To evaluate heart rate deceleration capacity, an electrocardiogram-based marker of autonomic nervous system activity, as risk predictor in a medical emergency department and to test its incremental predictive value to the modified early warning score.
Prospective cohort study.
Medical emergency department of a large university hospital.
Five thousand seven hundred thirty consecutive patients of either sex in sinus rhythm, who were admitted to the medical emergency department of the University of Tübingen, Germany, between November 2010 and March 2012.

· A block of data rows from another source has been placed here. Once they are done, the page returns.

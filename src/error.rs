use std::path::PathBuf;

use thiserror::Error;

/// Unified error type for the release tools
#[derive(Error, Debug)]
pub enum ReleaseError {
    #[error("Configuration error: {0}")]
    Config(String),

    #[error("Version parsing error: {0}")]
    Version(String),

    #[error("Malformed checksum listing '{}' at line {line}: expected '<checksum>  <filename>', got '{content}'", path.display())]
    MalformedChecksum {
        path: PathBuf,
        line: usize,
        content: String,
    },

    #[error("Failed to read checksum listing '{}': {source}", path.display())]
    ChecksumFile {
        path: PathBuf,
        #[source]
        source: std::io::Error,
    },

    #[error("I/O error: {0}")]
    Io(#[from] std::io::Error),

    #[error("JSON error: {0}")]
    Json(#[from] serde_json::Error),

    #[error("Config file error: {0}")]
    Toml(#[from] toml::de::Error),
}

/// Convenience type alias for Results in the release tools
pub type Result<T> = std::result::Result<T, ReleaseError>;

impl ReleaseError {
    /// Create a configuration error with context
    pub fn config(msg: impl Into<String>) -> Self {
        ReleaseError::Config(msg.into())
    }

    /// Create a version error with context
    pub fn version(msg: impl Into<String>) -> Self {
        ReleaseError::Version(msg.into())
    }

    /// True for errors caused by user input (flags, environment, config file).
    ///
    /// The binaries answer these with a diagnostic plus usage text and exit code 1.
    pub fn is_user_input(&self) -> bool {
        matches!(
            self,
            ReleaseError::Config(_) | ReleaseError::Version(_) | ReleaseError::Toml(_)
        )
    }
}

#[cfg(test)]
mod tests {
    use super::*;

    #[test]
    fn test_error_display() {
        let err = ReleaseError::config("missing basedir");
        assert_eq!(err.to_string(), "Configuration error: missing basedir");
    }

    #[test]
    fn test_error_from_io() {
        let io_err = std::io::Error::new(std::io::ErrorKind::NotFound, "file not found");
        let err: ReleaseError = io_err.into();
        assert!(err.to_string().contains("I/O error"));
        assert!(!err.is_user_input());
    }

    #[test]
    fn test_malformed_checksum_message() {
        let err = ReleaseError::MalformedChecksum {
            path: PathBuf::from("/srv/SHA512-SUMS.txt"),
            line: 3,
            content: "abc123 engine.zip".to_string(),
        };
        let msg = err.to_string();
        assert!(msg.contains("/srv/SHA512-SUMS.txt"));
        assert!(msg.contains("line 3"));
        assert!(msg.contains("abc123 engine.zip"));
    }

    #[test]
    fn test_checksum_file_keeps_source() {
        use std::error::Error as _;

        let err = ReleaseError::ChecksumFile {
            path: PathBuf::from("missing.txt"),
            source: std::io::Error::new(std::io::ErrorKind::NotFound, "No such file"),
        };
        assert!(err.to_string().contains("missing.txt"));
        assert!(err.source().is_some());
    }

    #[test]
    fn test_user_input_classification() {
        assert!(ReleaseError::config("x").is_user_input());
        assert!(ReleaseError::version("x").is_user_input());
        assert!(!ReleaseError::MalformedChecksum {
            path: PathBuf::new(),
            line: 1,
            content: String::new(),
        }
        .is_user_input());
    }

    #[test]
    fn test_error_messages_are_descriptive() {
        let error_pairs = vec![
            (ReleaseError::config("x"), "Configuration error"),
            (ReleaseError::version("x"), "Version parsing error"),
        ];

        for (err, expected_prefix) in error_pairs {
            let msg = err.to_string();
            assert!(
                msg.starts_with(expected_prefix),
                "Error message should start with '{}', but got '{}'",
                expected_prefix,
                msg
            );
        }
    }
}
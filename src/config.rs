use serde::{Deserialize, Serialize};
use std::fs;
use std::path::{Path, PathBuf};

use crate::error::{ReleaseError, Result};

/// Name of the optional configuration file.
pub const CONFIG_FILE_NAME: &str = "redot-release.toml";

/// Environment variable holding the build-scripts checkout with the checksum listings.
pub const BASEDIR_VAR: &str = "basedir";

/// Environment variable holding the builds repository the manifest is written into.
pub const BUILDSDIR_VAR: &str = "buildsdir";

/// Represents the complete configuration file for the release tools.
///
/// Every field has a default, so an absent or empty file reproduces the
/// stock Redot output.
#[derive(Debug, Deserialize, Serialize, Clone, PartialEq, Default)]
pub struct ToolsConfig {
    #[serde(default)]
    pub links: ProjectLinks,

    #[serde(default)]
    pub notes: NotesConfig,
}

fn default_news_url() -> String {
    "https://redotengine.org/news".to_string()
}

fn default_repository_url() -> String {
    "https://github.com/Redot-Engine/redot-engine".to_string()
}

fn default_notes_dir() -> PathBuf {
    PathBuf::from("./tmp")
}

/// Public URLs referenced from the release notes.
#[derive(Debug, Deserialize, Serialize, Clone, PartialEq)]
pub struct ProjectLinks {
    /// Base of the news site; release posts live at `{news_url}/release-{slug}/`
    #[serde(default = "default_news_url")]
    pub news_url: String,

    /// Engine repository, used for issues, commits and changelog links
    #[serde(default = "default_repository_url")]
    pub repository_url: String,
}

impl Default for ProjectLinks {
    fn default() -> Self {
        ProjectLinks {
            news_url: default_news_url(),
            repository_url: default_repository_url(),
        }
    }
}

/// Where the notes generator writes its output.
#[derive(Debug, Deserialize, Serialize, Clone, PartialEq)]
pub struct NotesConfig {
    #[serde(default = "default_notes_dir")]
    pub output_dir: PathBuf,
}

impl Default for NotesConfig {
    fn default() -> Self {
        NotesConfig {
            output_dir: default_notes_dir(),
        }
    }
}

/// Loads configuration from file or returns defaults.
///
/// Attempts to load configuration in the following order:
/// 1. Custom path provided as parameter
/// 2. `redot-release.toml` in current directory
/// 3. `redot-release.toml` in user config directory
/// 4. Default configuration if no file found
///
/// # Returns
/// * `Ok(ToolsConfig)` - Loaded or default configuration
/// * `Err` - If a file exists but cannot be read or parsed
pub fn load_config(config_path: Option<&Path>) -> Result<ToolsConfig> {
    let config_str = if let Some(path) = config_path {
        fs::read_to_string(path)?
    } else if Path::new(CONFIG_FILE_NAME).exists() {
        fs::read_to_string(CONFIG_FILE_NAME)?
    } else if let Some(config_dir) = dirs::config_dir() {
        let config_path = config_dir.join(CONFIG_FILE_NAME);
        if config_path.exists() {
            fs::read_to_string(config_path)?
        } else {
            return Ok(ToolsConfig::default());
        }
    } else {
        return Ok(ToolsConfig::default());
    };

    let config: ToolsConfig = toml::from_str(&config_str)?;
    Ok(config)
}

/// Directories the manifest builder works with, resolved once at startup.
#[derive(Debug, Clone, PartialEq, Eq)]
pub struct ManifestEnv {
    /// Root of the per-release checksum listings
    pub base_dir: PathBuf,
    /// Output root for the release manifest
    pub builds_dir: PathBuf,
}

impl ManifestEnv {
    pub fn new(base_dir: impl Into<PathBuf>, builds_dir: impl Into<PathBuf>) -> Self {
        ManifestEnv {
            base_dir: base_dir.into(),
            builds_dir: builds_dir.into(),
        }
    }

    /// Resolve from the process environment.
    pub fn from_env() -> Result<Self> {
        Self::from_lookup(|key| std::env::var(key).ok())
    }

    /// Resolve through an arbitrary variable lookup.
    ///
    /// Both variables must be present and non-empty.
    pub fn from_lookup<F>(lookup: F) -> Result<Self>
    where
        F: Fn(&str) -> Option<String>,
    {
        let read = |key: &str| lookup(key).filter(|value| !value.trim().is_empty());

        match (read(BASEDIR_VAR), read(BUILDSDIR_VAR)) {
            (Some(base_dir), Some(builds_dir)) => Ok(ManifestEnv::new(base_dir, builds_dir)),
            _ => Err(ReleaseError::config(format!(
                "Missing '{}' (godot-build-scripts) and '{}' (godot-builds) environment variables",
                BASEDIR_VAR, BUILDSDIR_VAR
            ))),
        }
    }
}
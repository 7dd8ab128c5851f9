use crate::error::{ReleaseError, Result};
use std::fmt;
use std::str::FromStr;

/// Engine version in `major.minor[.patch]` form.
///
/// The original text is kept verbatim for rendering; the numeric components
/// only drive classification.
#[derive(Debug, Clone, PartialEq, Eq)]
pub struct ReleaseVersion {
    raw: String,
    components: Vec<u32>,
}

impl ReleaseVersion {
    /// Parse a version string (e.g., "4.3" or "4.3.1")
    pub fn parse(s: &str) -> Result<Self> {
        let raw = s.trim();
        if raw.is_empty() {
            return Err(ReleaseError::version("Version cannot be empty"));
        }

        let parts: Vec<&str> = raw.split('.').collect();
        if parts.len() != 2 && parts.len() != 3 {
            return Err(ReleaseError::version(format!(
                "Invalid version format: '{}' - expected major.minor or major.minor.patch",
                raw
            )));
        }

        let components = parts
            .iter()
            .map(|part| {
                part.parse::<u32>().map_err(|_| {
                    ReleaseError::version(format!(
                        "Invalid version component '{}' in '{}'",
                        part, raw
                    ))
                })
            })
            .collect::<Result<Vec<u32>>>()?;

        Ok(ReleaseVersion {
            raw: raw.to_string(),
            components,
        })
    }

    pub fn as_str(&self) -> &str {
        &self.raw
    }

    pub fn components(&self) -> &[u32] {
        &self.components
    }

    /// Classify the release size from the shape of the version
    pub fn flavor(&self) -> VersionFlavor {
        match self.components.as_slice() {
            [_, 0] => VersionFlavor::Major,
            [_, _] => VersionFlavor::Minor,
            _ => VersionFlavor::Patch,
        }
    }

    /// Version with every `.` replaced by `-` (e.g., "4.3.1" -> "4-3-1")
    pub fn dashed(&self) -> String {
        self.raw.replace('.', "-")
    }
}

impl FromStr for ReleaseVersion {
    type Err = ReleaseError;

    fn from_str(s: &str) -> Result<Self> {
        ReleaseVersion::parse(s)
    }
}

impl fmt::Display for ReleaseVersion {
    fn fmt(&self, f: &mut fmt::Formatter<'_>) -> fmt::Result {
        write!(f, "{}", self.raw)
    }
}

/// Size of a release, derived from the version shape
#[derive(Debug, Clone, Copy, PartialEq, Eq)]
pub enum VersionFlavor {
    Major,
    Minor,
    Patch,
}

impl fmt::Display for VersionFlavor {
    fn fmt(&self, f: &mut fmt::Formatter<'_>) -> fmt::Result {
        match self {
            VersionFlavor::Major => write!(f, "major"),
            VersionFlavor::Minor => write!(f, "minor"),
            VersionFlavor::Patch => write!(f, "patch"),
        }
    }
}
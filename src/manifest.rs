//! Release manifest: the JSON document listing a release's downloadable files.

use serde::{Deserialize, Serialize};
use std::fs;
use std::path::{Path, PathBuf};

use crate::checksum::{read_listing, FileChecksumEntry};
use crate::config::ManifestEnv;
use crate::domain::ReleaseIdentity;
use crate::error::{ReleaseError, Result};

/// Subfolder holding the C#-enabled build of a release.
pub const MONO_SUBDIR: &str = "mono";

/// Checksum entries gathered for one release
#[derive(Debug, Clone, PartialEq, Eq, Default)]
pub struct ReleaseFiles {
    pub standard: Vec<FileChecksumEntry>,
    pub mono: Vec<FileChecksumEntry>,
}

impl ReleaseFiles {
    /// Standard entries followed by mono entries.
    pub fn into_entries(self) -> Vec<FileChecksumEntry> {
        let mut entries = self.standard;
        entries.extend(self.mono);
        entries
    }
}

/// Serialized manifest, field order matches the published format
#[derive(Debug, Clone, PartialEq, Eq, Serialize, Deserialize)]
pub struct ReleaseManifest {
    pub name: String,
    pub version: String,
    pub status: String,
    pub status_version: String,
    pub release_date: i64,
    pub git_reference: String,
    pub files: Vec<FileChecksumEntry>,
}

impl ReleaseManifest {
    pub fn new(identity: &ReleaseIdentity, release_date: i64, files: ReleaseFiles) -> Self {
        ReleaseManifest {
            name: identity.manifest_name(),
            version: identity.version.to_string(),
            status: identity.status.clone(),
            status_version: identity.status_version.to_string(),
            release_date,
            git_reference: identity.manifest_git_reference(),
            files: files.into_entries(),
        }
    }
}

/// Folder with the checksum listings of a release: `{base_dir}/releases/{version}-{status}`.
pub fn release_folder(env: &ManifestEnv, identity: &ReleaseIdentity) -> PathBuf {
    env.base_dir
        .join("releases")
        .join(format!("{}-{}", identity.version, identity.status))
}

/// Manifest destination: `{builds_dir}/releases/redot-{tag}.json`.
pub fn manifest_output_path(env: &ManifestEnv, identity: &ReleaseIdentity) -> PathBuf {
    env.builds_dir
        .join("releases")
        .join(format!("redot-{}.json", identity.tag()))
}

/// Read the standard and mono listings of a release.
///
/// Both listings must exist.
pub fn collect_files(env: &ManifestEnv, identity: &ReleaseIdentity) -> Result<ReleaseFiles> {
    let folder = release_folder(env, identity);
    let standard = read_listing(&folder)?;
    let mono = read_listing(&folder.join(MONO_SUBDIR))?;
    Ok(ReleaseFiles { standard, mono })
}

/// Render the manifest as four-space indented JSON with a trailing newline.
pub fn render_manifest(manifest: &ReleaseManifest) -> Result<String> {
    let mut buffer = Vec::new();
    let formatter = serde_json::ser::PrettyFormatter::with_indent(b"    ");
    let mut serializer = serde_json::Serializer::with_formatter(&mut buffer, formatter);
    manifest.serialize(&mut serializer)?;

    let mut rendered = String::from_utf8(buffer).map_err(|e| {
        ReleaseError::Io(std::io::Error::new(std::io::ErrorKind::InvalidData, e))
    })?;
    rendered.push('\n');
    Ok(rendered)
}

/// Write a rendered manifest, creating the parent directory if needed.
pub fn write_manifest(path: &Path, rendered: &str) -> Result<()> {
    if let Some(parent) = path.parent() {
        fs::create_dir_all(parent)?;
    }
    fs::write(path, rendered)?;
    Ok(())
}
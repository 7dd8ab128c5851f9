use std::fmt;
use std::path::PathBuf;

use crate::domain::{ReleaseIdentity, StatusKind};
use crate::manifest::ReleaseFiles;

/// Warnings raised while preparing release documents.
/// These are non-fatal issues that should be reported to the user.
#[derive(Debug, Clone, PartialEq)]
pub enum ReleaseWarning {
    /// Stable manifests publish the `{version}-stable` tag instead of the supplied commit
    GitReferenceOverridden {
        supplied: String,
        published: String,
    },
    /// Pre-release status matching none of the known prefixes
    UnrecognizedStatus { status: String },
    /// A checksum listing contained no entries
    EmptyListing { folder: PathBuf },
}

impl ReleaseWarning {
    /// Warnings about the identity itself.
    pub fn for_identity(identity: &ReleaseIdentity) -> Vec<ReleaseWarning> {
        let mut warnings = Vec::new();
        if let StatusKind::Other(status) = identity.status_kind() {
            warnings.push(ReleaseWarning::UnrecognizedStatus { status });
        }
        warnings
    }

    /// Warnings about a manifest about to be written.
    pub fn for_manifest(
        identity: &ReleaseIdentity,
        release_folder: PathBuf,
        files: &ReleaseFiles,
    ) -> Vec<ReleaseWarning> {
        let mut warnings = Self::for_identity(identity);

        let published = identity.manifest_git_reference();
        if identity.is_stable() && !identity.git_reference.is_empty() {
            warnings.push(ReleaseWarning::GitReferenceOverridden {
                supplied: identity.git_reference.clone(),
                published,
            });
        }

        if files.standard.is_empty() {
            warnings.push(ReleaseWarning::EmptyListing {
                folder: release_folder.clone(),
            });
        }
        if files.mono.is_empty() {
            warnings.push(ReleaseWarning::EmptyListing {
                folder: release_folder.join(crate::manifest::MONO_SUBDIR),
            });
        }

        warnings
    }
}

impl fmt::Display for ReleaseWarning {
    fn fmt(&self, f: &mut fmt::Formatter<'_>) -> fmt::Result {
        match self {
            ReleaseWarning::GitReferenceOverridden {
                supplied,
                published,
            } => {
                let short_hash: String = supplied.chars().take(7).collect();
                write!(
                    f,
                    "Stable release references tag '{}' instead of commit {}",
                    published, short_hash
                )
            }
            ReleaseWarning::UnrecognizedStatus { status } => {
                write!(
                    f,
                    "Status '{}' is not one of rc, beta, alpha, dev or stable",
                    status
                )
            }
            ReleaseWarning::EmptyListing { folder } => {
                write!(f, "No files listed in '{}'", folder.display())
            }
        }
    }
}

#[cfg(test)]
mod tests {
    use super::*;
    use crate::checksum::FileChecksumEntry;
    use crate::domain::ReleaseVersion;

    fn identity(status: &str, git: &str) -> ReleaseIdentity {
        ReleaseIdentity::new(ReleaseVersion::parse("4.3").unwrap(), status, 1, git).unwrap()
    }

    fn files() -> ReleaseFiles {
        ReleaseFiles {
            standard: vec![FileChecksumEntry::new("a.zip", "01")],
            mono: vec![FileChecksumEntry::new("b.zip", "02")],
        }
    }

    #[test]
    fn test_no_warnings_for_regular_prerelease() {
        let warnings =
            ReleaseWarning::for_manifest(&identity("beta", "abc"), PathBuf::from("r"), &files());
        assert!(warnings.is_empty());
    }

    #[test]
    fn test_unrecognized_status() {
        let warnings = ReleaseWarning::for_identity(&identity("nightly", "abc"));
        assert_eq!(
            warnings,
            vec![ReleaseWarning::UnrecognizedStatus {
                status: "nightly".to_string()
            }]
        );
    }

    #[test]
    fn test_stable_git_override() {
        let warnings = ReleaseWarning::for_manifest(
            &identity("stable", "0123456789abcdef"),
            PathBuf::from("r"),
            &files(),
        );
        assert_eq!(warnings.len(), 1);
        assert_eq!(
            warnings[0].to_string(),
            "Stable release references tag '4.3-stable' instead of commit 0123456"
        );
    }

    #[test]
    fn test_empty_mono_listing() {
        let files = ReleaseFiles {
            standard: vec![FileChecksumEntry::new("a.zip", "01")],
            mono: Vec::new(),
        };
        let warnings =
            ReleaseWarning::for_manifest(&identity("rc", "abc"), PathBuf::from("rel"), &files);
        assert_eq!(
            warnings,
            vec![ReleaseWarning::EmptyListing {
                folder: PathBuf::from("rel").join("mono")
            }]
        );
    }
}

Measurements and Main Results:
Deceleration capacity of heart rate was calculated within the first minutes after emergency department admission. The modified early warning score was assessed from respiratory rate, heart rate, systolic blood pressure, body temperature, and level of consciousness as previously described. Primary endpoint was intrahospital mortality; secondary endpoints included transfer to the ICU as well as 30-day and 180-day mortality. One hundred forty-two patients (2.5%) reached the primary endpoint. Deceleration capacity was highly significantly lower in nonsurvivors than survivors (2.9 ± 2.1 ms vs 5.6 ± 2.9 ms; p < 0.001) and yielded an area under the receiver-operator characteristic curve of 0.780 (95% CI, 0.745–0.813). The modified early warning score model yielded an area under the receiver-operator characteristic curve of 0.706 (0.667–0.750). Implementing deceleration capacity into the modified early warning score model led to a highly significant increase of the area under the receiver-operator characteristic curve to 0.804 (0.770–0.835; p < 0.001 for difference). Deceleration capacity was also a highly significant predictor of 30-day and 180-day mortality as well as transfer to the ICU.
Deceleration capacity is a strong and independent predictor of short-term mortality among patients admitted to a medical emergency department.